What the task asks —
Find the line with "this does NOT" and the line with "treated the same." in the entries below; output exactly those two lines, every line between them, and no others.

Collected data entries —
= Beginning of Section =
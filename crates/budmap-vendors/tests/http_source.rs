//! `HttpVendorSource` against a mock catalog service.

use budmap_core::SEED_VENDORS_YAML;
use budmap_vendors::{HttpVendorSource, SourceError, VendorSource};
use serde_json::{json, Value};
use wiremock::matchers::{header, method, path};
use wiremock::{Mock, MockServer, ResponseTemplate};

/// The embedded seed catalog as the JSON body a catalog service would return.
fn seed_catalog_json() -> Value {
    let file = budmap_core::parse_vendors(SEED_VENDORS_YAML).unwrap();
    json!({ "vendors": file.vendors })
}

fn source_for(server: &MockServer) -> HttpVendorSource {
    HttpVendorSource::new(&server.uri(), 5, "budmap-test/0.1").unwrap()
}

#[tokio::test]
async fn fetch_all_parses_vendor_list() {
    let server = MockServer::start().await;
    Mock::given(method("GET"))
        .and(path("/vendors"))
        .and(header("user-agent", "budmap-test/0.1"))
        .respond_with(ResponseTemplate::new(200).set_body_json(seed_catalog_json()))
        .expect(1)
        .mount(&server)
        .await;

    let vendors = source_for(&server).fetch_all().await.unwrap();
    assert_eq!(vendors.len(), 5);
    assert_eq!(vendors[0].id, "1");
    assert_eq!(vendors[0].name, "Green Dreams");
}

#[tokio::test]
async fn fetch_by_id_returns_vendor() {
    let server = MockServer::start().await;
    let green_dreams = seed_catalog_json()["vendors"][0].clone();
    Mock::given(method("GET"))
        .and(path("/vendors/1"))
        .respond_with(ResponseTemplate::new(200).set_body_json(green_dreams))
        .mount(&server)
        .await;

    let vendor = source_for(&server).fetch_by_id("1").await.unwrap();
    assert_eq!(vendor.map(|v| v.name).as_deref(), Some("Green Dreams"));
}

#[tokio::test]
async fn fetch_by_id_rejects_a_different_vendor() {
    let server = MockServer::start().await;
    let green_dreams = seed_catalog_json()["vendors"][0].clone();
    Mock::given(method("GET"))
        .and(path("/vendors/2"))
        .respond_with(ResponseTemplate::new(200).set_body_json(green_dreams))
        .mount(&server)
        .await;

    let err = source_for(&server).fetch_by_id("2").await.unwrap_err();
    assert!(
        matches!(
            err,
            SourceError::VendorIdMismatch { ref requested, ref returned, .. }
                if requested == "2" && returned == "1"
        ),
        "got: {err}"
    );
}

#[tokio::test]
async fn fetch_by_id_maps_404_to_none() {
    let server = MockServer::start().await;
    Mock::given(method("GET"))
        .and(path("/vendors/does-not-exist"))
        .respond_with(ResponseTemplate::new(404))
        .mount(&server)
        .await;

    let vendor = source_for(&server).fetch_by_id("does-not-exist").await.unwrap();
    assert!(vendor.is_none());
}

#[tokio::test]
async fn fetch_all_404_is_an_error() {
    let server = MockServer::start().await;
    Mock::given(method("GET"))
        .and(path("/vendors"))
        .respond_with(ResponseTemplate::new(404))
        .mount(&server)
        .await;

    let err = source_for(&server).fetch_all().await.unwrap_err();
    assert!(
        matches!(err, SourceError::UnexpectedStatus { status: 404, .. }),
        "got: {err}"
    );
}

#[tokio::test]
async fn server_error_is_unexpected_status() {
    let server = MockServer::start().await;
    Mock::given(method("GET"))
        .respond_with(ResponseTemplate::new(500))
        .mount(&server)
        .await;

    let source = source_for(&server);
    let err = source.fetch_all().await.unwrap_err();
    assert!(
        matches!(err, SourceError::UnexpectedStatus { status: 500, .. }),
        "got: {err}"
    );
    let err = source.fetch_by_id("1").await.unwrap_err();
    assert!(
        matches!(err, SourceError::UnexpectedStatus { status: 500, .. }),
        "got: {err}"
    );
}

#[tokio::test]
async fn garbage_body_is_deserialize_error() {
    let server = MockServer::start().await;
    Mock::given(method("GET"))
        .and(path("/vendors"))
        .respond_with(ResponseTemplate::new(200).set_body_string("<html>maintenance</html>"))
        .mount(&server)
        .await;

    let err = source_for(&server).fetch_all().await.unwrap_err();
    assert!(matches!(err, SourceError::Deserialize { .. }), "got: {err}");
}

#[tokio::test]
async fn invalid_remote_catalog_is_rejected() {
    let server = MockServer::start().await;
    let mut body = seed_catalog_json();
    body["vendors"][1]["rating"] = json!(9.5);
    Mock::given(method("GET"))
        .and(path("/vendors"))
        .respond_with(ResponseTemplate::new(200).set_body_json(body))
        .mount(&server)
        .await;

    let err = source_for(&server).fetch_all().await.unwrap_err();
    assert!(matches!(err, SourceError::InvalidCatalog(_)), "got: {err}");
}
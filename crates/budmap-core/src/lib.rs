//! Shared domain types and configuration for budmap.
//!
//! Vendor records and search parameters, the haversine distance, catalog file
//! loading and validation, navigation helpers, and environment configuration.

pub mod app_config;
pub mod catalog;
pub mod config;
pub mod error;
pub mod geo;
pub mod navigation;
pub mod vendors;

pub use app_config::{AppConfig, Environment, VendorSourceConfig};
pub use catalog::{load_vendors, parse_vendors, validate_vendors, VendorsFile, SEED_VENDORS_YAML};
pub use config::{load_app_config, load_app_config_from_env};
pub use error::ConfigError;
pub use geo::distance_miles;
pub use navigation::{external_maps_url, midpoint, render_route_map_html, MapsPlatform};
pub use vendors::{
    BusinessHours, Coordinates, DayOfWeek, Deal, DealType, SocialHandles, SpecialDeal, Vendor,
    VendorContact, VendorDeals, VendorLocation, VendorSearchParams, VendorWithDistance, WeekMap,
};
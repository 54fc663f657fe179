//! Key-value storage for check-ins.
//!
//! [`KeyValueStore`] is the only contract the vendor service relies on:
//! last-write-wins `put` and `get` by string key. [`MemoryStore`] keeps values
//! for the life of the process; [`FileStore`] persists them as a JSON object.

pub mod error;
pub mod file;
pub mod memory;

use async_trait::async_trait;

pub use error::StoreError;
pub use file::FileStore;
pub use memory::MemoryStore;

/// Last-write-wins string key-value storage.
#[async_trait]
pub trait KeyValueStore: Send + Sync {
    /// Store `value` under `key`, replacing any previous value.
    async fn put(&self, key: &str, value: &str) -> Result<(), StoreError>;

    /// Read the value under `key`, or `None` if it was never written.
    async fn get(&self, key: &str) -> Result<Option<String>, StoreError>;
}

/// Storage key for a user's latest check-in at a vendor.
#[must_use]
pub fn checkin_key(vendor_id: &str, user_id: &str) -> String {
    format!("checkin_{vendor_id}_{user_id}")
}
use crate::app_config::{AppConfig, Environment, VendorSourceConfig};
use crate::ConfigError;

/// Load application configuration from environment variables.
///
/// Calls `dotenvy::dotenv().ok()` to load `.env` files before reading env vars.
///
/// # Errors
///
/// Returns `ConfigError` if any value is invalid.
pub fn load_app_config() -> Result<AppConfig, ConfigError> {
    dotenvy::dotenv().ok();
    load_app_config_from_env()
}

/// Load application configuration from environment variables already in the process.
///
/// Unlike [`load_app_config`], this does NOT load `.env` files.
///
/// # Errors
///
/// Returns `ConfigError` if any value is invalid.
pub fn load_app_config_from_env() -> Result<AppConfig, ConfigError> {
    build_app_config(|key| std::env::var(key))
}

/// Build application configuration using the provided env-var lookup function.
///
/// Decoupled from the process environment so tests can use a plain `HashMap`.
fn build_app_config<F>(lookup: F) -> Result<AppConfig, ConfigError>
where
    F: Fn(&str) -> Result<String, std::env::VarError>,
{
    use std::net::SocketAddr;
    use std::path::PathBuf;

    let or_default = |var: &str, default: &str| -> String {
        lookup(var).unwrap_or_else(|_| default.to_string())
    };

    // Unset and blank are treated the same.
    let optional = |var: &str| -> Option<String> {
        lookup(var)
            .ok()
            .map(|v| v.trim().to_string())
            .filter(|v| !v.is_empty())
    };

    let parse_addr = |var: &str, default: &str| -> Result<SocketAddr, ConfigError> {
        let raw = or_default(var, default);
        raw.parse::<SocketAddr>()
            .map_err(|e| ConfigError::InvalidEnvVar {
                var: var.to_string(),
                reason: e.to_string(),
            })
    };

    let parse_u64 = |var: &str, default: &str| -> Result<u64, ConfigError> {
        let raw = or_default(var, default);
        raw.parse::<u64>().map_err(|e| ConfigError::InvalidEnvVar {
            var: var.to_string(),
            reason: e.to_string(),
        })
    };

    let env = parse_environment(&or_default("BUDMAP_ENV", "development"))?;
    let bind_addr = parse_addr("BUDMAP_BIND_ADDR", "0.0.0.0:3000")?;
    let log_level = or_default("BUDMAP_LOG_LEVEL", "info");

    let vendor_source = match (
        optional("BUDMAP_VENDORS_PATH"),
        optional("BUDMAP_VENDORS_URL"),
    ) {
        (Some(_), Some(_)) => {
            return Err(ConfigError::InvalidEnvVar {
                var: "BUDMAP_VENDORS_URL".to_string(),
                reason: "cannot be combined with BUDMAP_VENDORS_PATH".to_string(),
            })
        }
        (Some(path), None) => VendorSourceConfig::File(PathBuf::from(path)),
        (None, Some(url)) => VendorSourceConfig::Remote(url),
        (None, None) => VendorSourceConfig::Seed,
    };

    let checkin_store_path = optional("BUDMAP_CHECKIN_STORE_PATH").map(PathBuf::from);

    let search_latency_ms = parse_u64("BUDMAP_SEARCH_LATENCY_MS", "0")?;
    let lookup_latency_ms = parse_u64("BUDMAP_LOOKUP_LATENCY_MS", "0")?;

    let source_request_timeout_secs = parse_u64("BUDMAP_SOURCE_REQUEST_TIMEOUT_SECS", "30")?;
    let source_user_agent = or_default("BUDMAP_SOURCE_USER_AGENT", "budmap/0.1 (vendor-catalog)");

    let maps_api_key = optional("BUDMAP_MAPS_API_KEY");
    let api_key_hash_salt = optional("BUDMAP_API_KEY_HASH_SALT");

    Ok(AppConfig {
        env,
        bind_addr,
        log_level,
        vendor_source,
        checkin_store_path,
        search_latency_ms,
        lookup_latency_ms,
        source_request_timeout_secs,
        source_user_agent,
        maps_api_key,
        api_key_hash_salt,
    })
}

/// Parse a string into an `Environment` variant.
///
/// # Errors
///
/// Returns [`ConfigError::InvalidEnvVar`] for anything other than
/// `development`, `test`, or `production`.
fn parse_environment(s: &str) -> Result<Environment, ConfigError> {
    match s {
        "development" => Ok(Environment::Development),
        "test" => Ok(Environment::Test),
        "production" => Ok(Environment::Production),
        other => Err(ConfigError::InvalidEnvVar {
            var: "BUDMAP_ENV".to_string(),
            reason: format!("unknown environment '{other}'"),
        }),
    }
}

#[cfg(test)]
#[path = "config_test.rs"]
mod tests;
use std::time::Duration;

use async_trait::async_trait;
use budmap_core::{validate_vendors, Vendor, VendorsFile};
use reqwest::{Client, StatusCode, Url};

use crate::error::SourceError;
use crate::source::VendorSource;

/// Vendor catalog served by a remote catalog service.
///
/// Expects `GET {base}/vendors` to return `{"vendors": [...]}` and
/// `GET {base}/vendors/{id}` to return a single vendor or 404. Failures are
/// returned as-is; retry policy belongs to the caller.
pub struct HttpVendorSource {
    client: Client,
    base_url: Url,
}

impl HttpVendorSource {
    /// # Errors
    ///
    /// - [`SourceError::InvalidBaseUrl`] if `base_url` is not an absolute
    ///   http(s) URL.
    /// - [`SourceError::Http`] if the underlying `reqwest::Client` cannot be
    ///   constructed.
    pub fn new(base_url: &str, timeout_secs: u64, user_agent: &str) -> Result<Self, SourceError> {
        let invalid = |reason: String| SourceError::InvalidBaseUrl {
            url: base_url.to_string(),
            reason,
        };
        let parsed = Url::parse(base_url).map_err(|e| invalid(e.to_string()))?;
        if !matches!(parsed.scheme(), "http" | "https") || parsed.cannot_be_a_base() {
            return Err(invalid("expected an http or https URL".to_string()));
        }

        let client = Client::builder()
            .timeout(Duration::from_secs(timeout_secs))
            .connect_timeout(Duration::from_secs(10))
            .user_agent(user_agent)
            .build()?;
        Ok(Self {
            client,
            base_url: parsed,
        })
    }

    /// Base URL with `segments` appended, each percent-encoded.
    fn endpoint(&self, segments: &[&str]) -> Url {
        let mut url = self.base_url.clone();
        // `new` rejected cannot-be-a-base URLs, so this always succeeds.
        if let Ok(mut path) = url.path_segments_mut() {
            path.pop_if_empty().extend(segments);
        }
        url
    }

    async fn get_json<T: serde::de::DeserializeOwned>(
        &self,
        url: Url,
        context: &str,
    ) -> Result<Option<T>, SourceError> {
        let response = self.client.get(url.clone()).send().await?;
        let status = response.status();

        if status == StatusCode::NOT_FOUND {
            return Ok(None);
        }
        if !status.is_success() {
            return Err(SourceError::UnexpectedStatus {
                status: status.as_u16(),
                url: url.to_string(),
            });
        }

        let body = response.bytes().await?;
        serde_json::from_slice(&body)
            .map(Some)
            .map_err(|e| SourceError::Deserialize {
                context: context.to_string(),
                source: e,
            })
    }
}

#[async_trait]
impl VendorSource for HttpVendorSource {
    async fn fetch_all(&self) -> Result<Vec<Vendor>, SourceError> {
        let url = self.endpoint(&["vendors"]);

        // The list endpoint always exists; 404 means a misconfigured base URL.
        let file: VendorsFile = self
            .get_json(url.clone(), "vendor list")
            .await?
            .ok_or_else(|| SourceError::UnexpectedStatus {
                status: StatusCode::NOT_FOUND.as_u16(),
                url: url.to_string(),
            })?;

        validate_vendors(&file.vendors)?;
        tracing::debug!(count = file.vendors.len(), url = %url, "fetched remote vendor catalog");
        Ok(file.vendors)
    }

    async fn fetch_by_id(&self, id: &str) -> Result<Option<Vendor>, SourceError> {
        let url = self.endpoint(&["vendors", id]);
        let vendor: Option<Vendor> = self.get_json(url.clone(), &format!("vendor {id}")).await?;

        if let Some(vendor) = &vendor {
            if vendor.id != id {
                tracing::warn!(
                    requested = id,
                    returned = %vendor.id,
                    %url,
                    "catalog returned wrong vendor"
                );
                return Err(SourceError::VendorIdMismatch {
                    requested: id.to_owned(),
                    returned: vendor.id.clone(),
                    url: url.to_string(),
                });
            }
            validate_vendors(std::slice::from_ref(vendor))?;
        }
        Ok(vendor)
    }
}

#[cfg(test)]
mod tests {
    use super::*;

    #[test]
    fn endpoint_ignores_trailing_slash() {
        let source = HttpVendorSource::new("https://catalog.example.com/api/", 5, "test").unwrap();
        assert_eq!(
            source.endpoint(&["vendors"]).as_str(),
            "https://catalog.example.com/api/vendors"
        );
    }

    #[test]
    fn endpoint_percent_encodes_id() {
        let source = HttpVendorSource::new("https://catalog.example.com", 5, "test").unwrap();
        assert_eq!(
            source.endpoint(&["vendors", "green dreams/1"]).as_str(),
            "https://catalog.example.com/vendors/green%20dreams%2F1"
        );
    }

    #[test]
    fn new_rejects_non_http_url() {
        let result = HttpVendorSource::new("file:///etc/vendors", 5, "test");
        assert!(matches!(result, Err(SourceError::InvalidBaseUrl { .. })));
    }

    #[test]
    fn new_rejects_relative_url() {
        let result = HttpVendorSource::new("catalog/vendors", 5, "test");
        assert!(matches!(result, Err(SourceError::InvalidBaseUrl { .. })));
    }
}
use std::collections::HashMap;
use std::env::VarError;
use std::path::PathBuf;

use super::*;

fn lookup_from_map<'a>(
    map: &'a HashMap<&'a str, &'a str>,
) -> impl Fn(&str) -> Result<String, VarError> + 'a {
    move |key| {
        map.get(key)
            .map(|v| (*v).to_string())
            .ok_or(VarError::NotPresent)
    }
}

#[test]
fn parse_environment_development() {
    assert_eq!(
        parse_environment("development").unwrap(),
        Environment::Development
    );
}

#[test]
fn parse_environment_test() {
    assert_eq!(parse_environment("test").unwrap(), Environment::Test);
}

#[test]
fn parse_environment_production() {
    assert_eq!(
        parse_environment("production").unwrap(),
        Environment::Production
    );
}

#[test]
fn parse_environment_unknown_fails() {
    let err = parse_environment("staging").unwrap_err();
    assert!(matches!(err, ConfigError::InvalidEnvVar { ref var, .. } if var == "BUDMAP_ENV"));
}

#[test]
fn build_app_config_succeeds_with_empty_env() {
    let map: HashMap<&str, &str> = HashMap::new();
    let result = build_app_config(lookup_from_map(&map));
    assert!(result.is_ok(), "expected Ok, got: {result:?}");
    let cfg = result.unwrap();
    assert_eq!(cfg.env, Environment::Development);
    assert_eq!(cfg.bind_addr.to_string(), "0.0.0.0:3000");
    assert_eq!(cfg.log_level, "info");
    assert_eq!(cfg.vendor_source, VendorSourceConfig::Seed);
    assert!(cfg.checkin_store_path.is_none());
    assert_eq!(cfg.search_latency_ms, 0);
    assert_eq!(cfg.lookup_latency_ms, 0);
    assert_eq!(cfg.source_request_timeout_secs, 30);
    assert_eq!(cfg.source_user_agent, "budmap/0.1 (vendor-catalog)");
    assert!(cfg.maps_api_key.is_none());
    assert!(cfg.api_key_hash_salt.is_none());
}

#[test]
fn build_app_config_fails_with_invalid_bind_addr() {
    let mut map = HashMap::new();
    map.insert("BUDMAP_BIND_ADDR", "not-a-socket-addr");
    let result = build_app_config(lookup_from_map(&map));
    assert!(
        matches!(result, Err(ConfigError::InvalidEnvVar { ref var, .. }) if var == "BUDMAP_BIND_ADDR"),
        "expected InvalidEnvVar(BUDMAP_BIND_ADDR), got: {result:?}"
    );
}

#[test]
fn build_app_config_fails_with_invalid_env() {
    let mut map = HashMap::new();
    map.insert("BUDMAP_ENV", "prod");
    let result = build_app_config(lookup_from_map(&map));
    assert!(
        matches!(result, Err(ConfigError::InvalidEnvVar { ref var, .. }) if var == "BUDMAP_ENV"),
        "expected InvalidEnvVar(BUDMAP_ENV), got: {result:?}"
    );
}

#[test]
fn vendors_path_selects_file_source() {
    let mut map = HashMap::new();
    map.insert("BUDMAP_VENDORS_PATH", "./config/vendors.yaml");
    let cfg = build_app_config(lookup_from_map(&map)).unwrap();
    assert_eq!(
        cfg.vendor_source,
        VendorSourceConfig::File(PathBuf::from("./config/vendors.yaml"))
    );
}

#[test]
fn vendors_url_selects_remote_source() {
    let mut map = HashMap::new();
    map.insert("BUDMAP_VENDORS_URL", "https://catalog.example.com");
    let cfg = build_app_config(lookup_from_map(&map)).unwrap();
    assert_eq!(
        cfg.vendor_source,
        VendorSourceConfig::Remote("https://catalog.example.com".to_string())
    );
}

#[test]
fn vendors_path_and_url_are_mutually_exclusive() {
    let mut map = HashMap::new();
    map.insert("BUDMAP_VENDORS_PATH", "./config/vendors.yaml");
    map.insert("BUDMAP_VENDORS_URL", "https://catalog.example.com");
    let result = build_app_config(lookup_from_map(&map));
    assert!(
        matches!(result, Err(ConfigError::InvalidEnvVar { ref var, .. }) if var == "BUDMAP_VENDORS_URL"),
        "expected InvalidEnvVar(BUDMAP_VENDORS_URL), got: {result:?}"
    );
}

#[test]
fn blank_optional_values_are_treated_as_unset() {
    let mut map = HashMap::new();
    map.insert("BUDMAP_VENDORS_PATH", "  ");
    map.insert("BUDMAP_MAPS_API_KEY", "");
    let cfg = build_app_config(lookup_from_map(&map)).unwrap();
    assert_eq!(cfg.vendor_source, VendorSourceConfig::Seed);
    assert!(cfg.maps_api_key.is_none());
}

#[test]
fn checkin_store_path_override() {
    let mut map = HashMap::new();
    map.insert("BUDMAP_CHECKIN_STORE_PATH", "/var/lib/budmap/checkins.json");
    let cfg = build_app_config(lookup_from_map(&map)).unwrap();
    assert_eq!(
        cfg.checkin_store_path,
        Some(PathBuf::from("/var/lib/budmap/checkins.json"))
    );
}

#[test]
fn search_latency_ms_override() {
    let mut map = HashMap::new();
    map.insert("BUDMAP_SEARCH_LATENCY_MS", "1000");
    map.insert("BUDMAP_LOOKUP_LATENCY_MS", "500");
    let cfg = build_app_config(lookup_from_map(&map)).unwrap();
    assert_eq!(cfg.search_latency_ms, 1000);
    assert_eq!(cfg.lookup_latency_ms, 500);
}

#[test]
fn search_latency_ms_invalid() {
    let mut map = HashMap::new();
    map.insert("BUDMAP_SEARCH_LATENCY_MS", "one-second");
    let result = build_app_config(lookup_from_map(&map));
    assert!(
        matches!(result, Err(ConfigError::InvalidEnvVar { ref var, .. }) if var == "BUDMAP_SEARCH_LATENCY_MS"),
        "expected InvalidEnvVar(BUDMAP_SEARCH_LATENCY_MS), got: {result:?}"
    );
}

#[test]
fn lookup_latency_ms_invalid() {
    let mut map = HashMap::new();
    map.insert("BUDMAP_LOOKUP_LATENCY_MS", "-5");
    let result = build_app_config(lookup_from_map(&map));
    assert!(
        matches!(result, Err(ConfigError::InvalidEnvVar { ref var, .. }) if var == "BUDMAP_LOOKUP_LATENCY_MS"),
        "expected InvalidEnvVar(BUDMAP_LOOKUP_LATENCY_MS), got: {result:?}"
    );
}

#[test]
fn source_request_timeout_secs_invalid() {
    let mut map = HashMap::new();
    map.insert("BUDMAP_SOURCE_REQUEST_TIMEOUT_SECS", "not-a-number");
    let result = build_app_config(lookup_from_map(&map));
    assert!(
        matches!(result, Err(ConfigError::InvalidEnvVar { ref var, .. }) if var == "BUDMAP_SOURCE_REQUEST_TIMEOUT_SECS"),
        "expected InvalidEnvVar(BUDMAP_SOURCE_REQUEST_TIMEOUT_SECS), got: {result:?}"
    );
}

#[test]
fn source_user_agent_override() {
    let mut map = HashMap::new();
    map.insert("BUDMAP_SOURCE_USER_AGENT", "custom-agent/2.0");
    let cfg = build_app_config(lookup_from_map(&map)).unwrap();
    assert_eq!(cfg.source_user_agent, "custom-agent/2.0");
}

#[test]
fn debug_output_redacts_secrets() {
    let mut map = HashMap::new();
    map.insert("BUDMAP_MAPS_API_KEY", "maps-secret");
    map.insert("BUDMAP_API_KEY_HASH_SALT", "salt-secret");
    let cfg = build_app_config(lookup_from_map(&map)).unwrap();
    let debug = format!("{cfg:?}");
    assert!(!debug.contains("maps-secret"));
    assert!(!debug.contains("salt-secret"));
    assert!(debug.contains("[redacted]"));
}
= End of Section =
Expected answer —
/// Unlike [`load_app_config`], this does NOT load `.env` files.
///
/// # Errors
///
/// Returns `ConfigError` if any value is invalid.
pub fn load_app_config_from_env() -> Result<AppConfig, ConfigError> {
    build_app_config(|key| std::env::var(key))
}

/// Build application configuration using the provided env-var lookup function.
///
/// Decoupled from the process environment so tests can use a plain `HashMap`.
fn build_app_config<F>(lookup: F) -> Result<AppConfig, ConfigError>
where
    F: Fn(&str) -> Result<String, std::env::VarError>,
{
    use std::net::SocketAddr;
    use std::path::PathBuf;

    let or_default = |var: &str, default: &str| -> String {
        lookup(var).unwrap_or_else(|_| default.to_string())
    };

    // Unset and blank are treated the same.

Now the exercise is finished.